W oświadczeniu podkreślono, że taki sposób przekazywania wiadomości zdejmuje z dziennikarzy odpowiedzialność za przekaz, którego nie zdołali potwierdzić i pozwala na podawanie opinii publicznej sensacyjnych "newsów", zwiększających być może poczytność i oglądalność.
"Taka praktyka szkodzi poważnie dobru odbiorców, zniekształcając obraz otaczającej ich rzeczywistości, obniżając poziom zaufania do wszystkich uczestników życia publicznego, zniechęcając obywateli do udziału w tym życiu i zatruwając klimat społecznej debaty" - głosi oświadczenie Rady.

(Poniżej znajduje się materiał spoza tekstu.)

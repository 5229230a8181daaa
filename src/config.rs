//! Startup configuration
//!
//! Filled in by the game's `configure` hook, optionally overlaid from a JSON
//! file, then read-only for the rest of the process.

use std::fmt;
use std::fs;
use std::io;
use std::path::Path;

use serde::{Deserialize, Serialize};
use serde_json::Value;

use crate::display::{DEFAULT_HEIGHT, DEFAULT_WIDTH};
use crate::memory::megabytes;

#[derive(Debug)]
pub enum ConfigError {
    Io(io::Error),
    Parse(serde_json::Error),
}

impl fmt::Display for ConfigError {
    fn fmt(&self, f: &mut fmt::Formatter<'_>) -> fmt::Result {
        match self {
            ConfigError::Io(e) => write!(f, "config i/o error: {}", e),
            ConfigError::Parse(e) => write!(f, "config parse error: {}", e),
        }
    }
}

impl std::error::Error for ConfigError {
    fn source(&self) -> Option<&(dyn std::error::Error + 'static)> {
        match self {
            ConfigError::Io(e) => Some(e),
            ConfigError::Parse(e) => Some(e),
        }
    }
}

impl From<io::Error> for ConfigError {
    fn from(e: io::Error) -> Self {
        ConfigError::Io(e)
    }
}

impl From<serde_json::Error> for ConfigError {
    fn from(e: serde_json::Error) -> Self {
        ConfigError::Parse(e)
    }
}

#[derive(Debug, Clone, PartialEq, Eq, Serialize, Deserialize)]
#[serde(default)]
pub struct WindowConfig {
    pub title: String,
    pub width: u32,
    pub height: u32,
}

impl Default for WindowConfig {
    fn default() -> Self {
        Self {
            title: "hammer".to_string(),
            width: DEFAULT_WIDTH,
            height: DEFAULT_HEIGHT,
        }
    }
}

#[derive(Debug, Clone, PartialEq, Eq, Serialize, Deserialize)]
#[serde(default)]
pub struct Config {
    pub window: WindowConfig,
    /// Bytes reserved for state that lives as long as the process
    pub permanent_memory_size: usize,
    /// Bytes of per-frame scratch, reset before every update
    pub transient_memory_size: usize,
    pub exit_on_escape: bool,
}

impl Default for Config {
    fn default() -> Self {
        Self {
            window: WindowConfig::default(),
            permanent_memory_size: megabytes(64),
            transient_memory_size: megabytes(128),
            exit_on_escape: true,
        }
    }
}

impl Config {
    /// Load a config file; fields it leaves out take their default
    pub fn load(path: impl AsRef<Path>) -> Result<Self, ConfigError> {
        let json = fs::read_to_string(path)?;
        Ok(serde_json::from_str(&json)?)
    }

    /// Save as pretty-printed JSON
    pub fn save(&self, path: impl AsRef<Path>) -> Result<(), ConfigError> {
        let json = serde_json::to_string_pretty(self)?;
        fs::write(path, json)?;
        Ok(())
    }

    /// Apply the fields present in a JSON file on top of `self`.
    /// Fields the file does not mention keep their current value.
    pub fn overlay_file(&self, path: impl AsRef<Path>) -> Result<Self, ConfigError> {
        let json = fs::read_to_string(path)?;
        self.overlay_str(&json)
    }

    pub fn overlay_str(&self, json: &str) -> Result<Self, ConfigError> {
        let patch: Value = serde_json::from_str(json)?;
        let mut merged = serde_json::to_value(self)?;
        merge_json(&mut merged, patch);
        Ok(serde_json::from_value(merged)?)
    }
}

fn merge_json(base: &mut Value, patch: Value) {
    match (base, patch) {
        (Value::Object(base), Value::Object(patch)) => {
            for (key, value) in patch {
                match base.get_mut(&key) {
                    Some(slot) => merge_json(slot, value),
                    None => {
                        base.insert(key, value);
                    },
                }
            }
        },
        (slot, value) => *slot = value,
    }
}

Jak powiedziała szefowa Rady Magdalena Bajer, "w mediach pojawia się coraz więcej sugestii np., że jest jakieś nieporozumienie między rządem i poszczególnymi partiami. Nie są to wiadomości konkretne, ale sugerujące; aluzje, które niepotrzebnie zatruwają atmosferę społeczną".
Zdaniem Bajer "po wyborach, gdy powstał nowy rząd, media powinny bacznie obserwować sytuację i informować społeczeństwo o tym, co się faktycznie dzieje, a nie nasycać atmosferę plotkami, informacjami, których się nie da uwiarygodnić".
"Zamiast podawać niesprawdzoną informację dziennikarze powinni poczekać, aż to się da uwiarygodnić lub wstrzymać się z podawaniem takiej informacji" - uważa Bajer.
Przyznała, że przyczyną takiej sytuacji, może być "pośpiech w przekazywaniu +newsów+; dziennikarze nie zawsze zdążą lub nie zdołają dotrzeć do źródła, na które mogliby się powołać".